- SFContario logo by Brad W. Foster
- Status: Active
- Genre: Science fiction
- Venue: Ramada Plaza Hotel
- Locations: Toronto, Ontario
- Country: Canada
- Inaugurated: 2010
- Organized by: Science Fiction and Fantasy Society of Upper Canada
- Website: http://sfcontario.ca/

= SFContario =

Science fiction convention held in Toronto, Ontario, Canada

SFContario is a general-interest science fiction convention held in Toronto, Ontario, Canada and sponsored by the Science Fiction and Fantasy Society of Upper Canada.

The first convention took place on November 19–21, 2010, at the Ramada Plaza Hotel in Toronto. The guests of honour were author Michael Swanwick, writers and editors Patrick and Teresa Nielsen Hayden, fan Geri Sullivan, filk musician Karen Linsley, artist Billy Tackett, and toastmaster Robert J. Sawyer. The convention chair was Alexander von Thorn.

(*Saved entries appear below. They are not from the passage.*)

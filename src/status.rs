//! Status translation
//!
//! Maps the two kinds of failure signal a WebDAV round trip can produce into
//! one small, POSIX-flavoured taxonomy:
//!
//! - HTTP status codes (directly, or embedded at the start of the session's
//!   last error text such as `"404 Not Found"`)
//! - transport-level result codes (connect failures, timeouts, auth, ...)
//!
//! Every function here is pure.

use crate::transport::{TransportCode, TransportError};

/// Error taxonomy surfaced to callers
#[derive(Debug, Clone, Copy, PartialEq, Eq, Hash)]
pub enum ErrorKind {
    PermissionDenied,
    NotFound,
    /// Timeouts and unreachable servers; the caller may retry later
    Transient,
    /// The resource is locked
    AccessDenied,
    InvalidRequest,
    OutOfSpace,
    Io,
    OutOfMemory,
    InvalidArgument,
    /// The transport reported a failure it could not qualify
    Unknown,
    NotSupported,
}

impl ErrorKind {
    /// POSIX errno for this taxonomy member
    pub fn errno(self) -> i32 {
        match self {
            ErrorKind::PermissionDenied => libc::EPERM,
            ErrorKind::NotFound => libc::ENOENT,
            ErrorKind::Transient => libc::EAGAIN,
            ErrorKind::AccessDenied => libc::EACCES,
            ErrorKind::InvalidRequest => libc::EINVAL,
            ErrorKind::OutOfSpace => libc::ENOSPC,
            ErrorKind::Io => libc::EIO,
            ErrorKind::OutOfMemory => libc::ENOMEM,
            ErrorKind::InvalidArgument => libc::EINVAL,
            ErrorKind::Unknown => libc::EIO,
            ErrorKind::NotSupported => libc::ENOSYS,
        }
    }

    /// Whether a sync engine may reasonably retry the operation
    pub fn is_retryable(self) -> bool {
        matches!(self, ErrorKind::Transient)
    }
}

/// Translate an HTTP status code. `None` means success.
pub fn from_http_status(status: u16) -> Option<ErrorKind> {
    match status {
        200..=205 | 207 | 304 => None,
        401 | 402 | 407 => Some(ErrorKind::PermissionDenied),
        301 | 303 | 404 | 410 => Some(ErrorKind::NotFound),
        408 | 504 => Some(ErrorKind::Transient),
        423 => Some(ErrorKind::AccessDenied),
        400 | 403 | 405 | 409 | 411 | 412 | 414 | 415 | 424 | 501 => {
            Some(ErrorKind::InvalidRequest)
        }
        413 | 507 => Some(ErrorKind::OutOfSpace),
        _ => Some(ErrorKind::Io),
    }
}

/// Translate a session error text whose leading token is a status code.
///
/// Text without a leading number is an I/O failure.
pub fn from_error_text(text: &str) -> Option<ErrorKind> {
    match leading_status(text) {
        Some(code) => from_http_status(code),
        None => Some(ErrorKind::Io),
    }
}

/// Translate a transport result code. `None` means success.
///
/// A generic transport error maps to [`ErrorKind::Unknown`] rather than to
/// success; use [`classify`] to refine it with the error text.
pub fn from_transport_code(code: TransportCode) -> Option<ErrorKind> {
    match code {
        TransportCode::Ok => None,
        TransportCode::Error => Some(ErrorKind::Unknown),
        TransportCode::Auth | TransportCode::ProxyAuth => Some(ErrorKind::AccessDenied),
        TransportCode::Connect | TransportCode::Timeout | TransportCode::Retry => {
            Some(ErrorKind::Transient)
        }
        TransportCode::Failed => Some(ErrorKind::InvalidRequest),
        TransportCode::Redirect => Some(ErrorKind::NotFound),
        TransportCode::Lookup => Some(ErrorKind::Io),
    }
}

/// Classify a failed transport call.
///
/// Generic errors are the transport's way of saying "the server answered
/// with a non-success status"; that status is read from the error text.
/// A generic error whose text carries no failing status stays `Unknown`.
pub fn classify(err: &TransportError) -> ErrorKind {
    if err.code == TransportCode::Error {
        if let Some(code) = leading_status(&err.message) {
            return from_http_status(code).unwrap_or(ErrorKind::Unknown);
        }
        return ErrorKind::Unknown;
    }
    from_transport_code(err.code).unwrap_or(ErrorKind::Unknown)
}

fn leading_status(text: &str) -> Option<u16> {
    let text = text.trim_start();
    let end = text
        .find(|c: char| !c.is_ascii_digit())
        .unwrap_or(text.len());
    text[..end].parse().ok()
}
//! URI and request-path helpers
//!
//! Callers hand the adapter full URIs (`ownclouds://host/dav/dir/file`).
//! Transports work on escaped request paths (`/dav/dir/file`), catalogs on
//! decoded paths.

use percent_encoding::{percent_decode_str, utf8_percent_encode, AsciiSet, CONTROLS};
use url::Url;

use crate::error::{DavError, Result};

/// Characters escaped in request paths
const PATH_SET: &AsciiSet = &CONTROLS
    .add(b' ')
    .add(b'"')
    .add(b'#')
    .add(b'%')
    .add(b'<')
    .add(b'>')
    .add(b'?')
    .add(b'`')
    .add(b'{')
    .add(b'}');

/// Escaped request path of a URI. A bare absolute path is accepted as well.
pub fn request_path(uri: &str) -> Result<String> {
    if uri.starts_with('/') {
        return Ok(escape_path(&decode_path(uri)));
    }

    let url = Url::parse(uri)
        .map_err(|e| DavError::InvalidArgument(format!("Invalid URI {:?}: {}", uri, e)))?;

    let path = url.path();
    if path.is_empty() {
        Ok("/".to_string())
    } else {
        Ok(path.to_string())
    }
}

/// Percent-decode a path, replacing invalid UTF-8 sequences
pub fn decode_path(path: &str) -> String {
    percent_decode_str(path).decode_utf8_lossy().into_owned()
}

/// Percent-escape a decoded path
pub fn escape_path(path: &str) -> String {
    utf8_percent_encode(path, PATH_SET).to_string()
}

/// Path component of an href, which servers may send as an absolute URL
pub fn href_path(href: &str) -> String {
    if href.starts_with('/') {
        return href.to_string();
    }
    match Url::parse(href) {
        Ok(url) if !url.path().is_empty() => url.path().to_string(),
        _ => href.to_string(),
    }
}

/// Final segment of a path or URI, ignoring a trailing separator
pub fn basename(path: &str) -> &str {
    let trimmed = path.trim_end_matches('/');
    trimmed.rsplit('/').next().unwrap_or(trimmed)
}

/// Everything before the final segment of a path or URI
pub fn dirname(path: &str) -> &str {
    let trimmed = path.trim_end_matches('/');
    match trimmed.rfind('/') {
        Some(0) => "/",
        Some(idx) => &trimmed[..idx],
        None => ".",
    }
}

/// Compare two request paths, ignoring escaping differences and a trailing
/// separator
pub fn same_path(a: &str, b: &str) -> bool {
    let a = decode_path(a);
    let b = decode_path(b);
    let a = a.trim_end_matches('/');
    let b = b.trim_end_matches('/');
    a == b
}

/// Path with exactly one trailing separator, as MKCOL expects
pub fn collection_path(path: &str) -> String {
    if path.ends_with('/') {
        path.to_string()
    } else {
        format!("{}/", path)
    }
}

#[cfg(test)]
mod tests {
    use super::*;

    #[test]
    fn test_request_path_from_custom_scheme() {
        let uri = "ownclouds://user:pw@cloud.example.com:8443/dav/My File.txt";
        let path = request_path(uri).unwrap();
        assert_eq!(path, "/dav/My%20File.txt");
    }

    #[test]
    fn test_request_path_without_path() {
        assert_eq!(request_path("owncloud://host").unwrap(), "/");
    }

    #[test]
    fn test_request_path_from_bare_path() {
        assert_eq!(request_path("/dav/a b").unwrap(), "/dav/a%20b");
        assert_eq!(request_path("/dav/a%20b").unwrap(), "/dav/a%20b");
    }

    #[test]
    fn test_request_path_rejects_garbage() {
        assert!(request_path("not a uri").is_err());
    }

    #[test]
    fn test_decode_and_escape() {
        assert_eq!(decode_path("/dav/%C3%A4%20x"), "/dav/ä x");
        assert_eq!(escape_path("/dav/ä x"), "/dav/%C3%A4%20x");
    }

    #[test]
    fn test_href_path() {
        assert_eq!(href_path("/dav/a"), "/dav/a");
        assert_eq!(href_path("https://host:8443/dav/a%20b"), "/dav/a%20b");
    }

    #[test]
    fn test_basename_and_dirname() {
        assert_eq!(basename("/dav/dir/file.txt"), "file.txt");
        assert_eq!(basename("/dav/dir/"), "dir");
        assert_eq!(basename("owncloud://host/dav/x"), "x");
        assert_eq!(dirname("owncloud://host/dav/dir/file.txt"), "owncloud://host/dav/dir");
        assert_eq!(dirname("/dav/"), "/");
        assert_eq!(dirname("/file"), "/");
    }

    #[test]
    fn test_same_path() {
        assert!(same_path("/dav/dir/", "/dav/dir"));
        assert!(same_path("/dav/a%20b", "/dav/a b"));
        assert!(!same_path("/dav/a", "/dav/b"));
    }

    #[test]
    fn test_collection_path() {
        assert_eq!(collection_path("/dav/new"), "/dav/new/");
        assert_eq!(collection_path("/dav/new/"), "/dav/new/");
    }
}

Events at the convention included panels on science fiction and fantasy, writing, science, fan history and conventions, and media, as well as author readings, autograph signings, an interview with expatriate American SF writer and HUAC victim Chandler Davis, kaffeeklatsches, a ceremony presenting pins to past Prix Aurora Award nominees, a masquerade, an art show, a charity auction, filk concerts, bid and other parties, an anime room, and an improv fundraiser for the Sunburst Award performed by improvisers from the Impatient Theatre Co.

A second convention was held on November 18–20, 2011, at the Ramada Plaza Hotel in Toronto. The scheduled guests of honour include international author John Scalzi, Canadian author Karl Schroeder, editor Gardner Dozois, and filk band Toyboat. This event also served as the 31st Canvention, Canada's national science fiction convention which included Canadian Unity Fan Fund (CUFF) guest of honour Kent Pollard from Saskatoon.

The third convention was held from November 9–11, 2012, at the Ramada Plaza Hotel in Toronto. The scheduled guests of honour include Hugo and Nebula winner Jo Walton, Jon Singer, and Hugo Winner Christopher J Garcia.

A fourth convention is planned for November 29-December 1, 2013, at the same location, with guests Seanan McGuire, Dave Kyle, and Chandler Davis.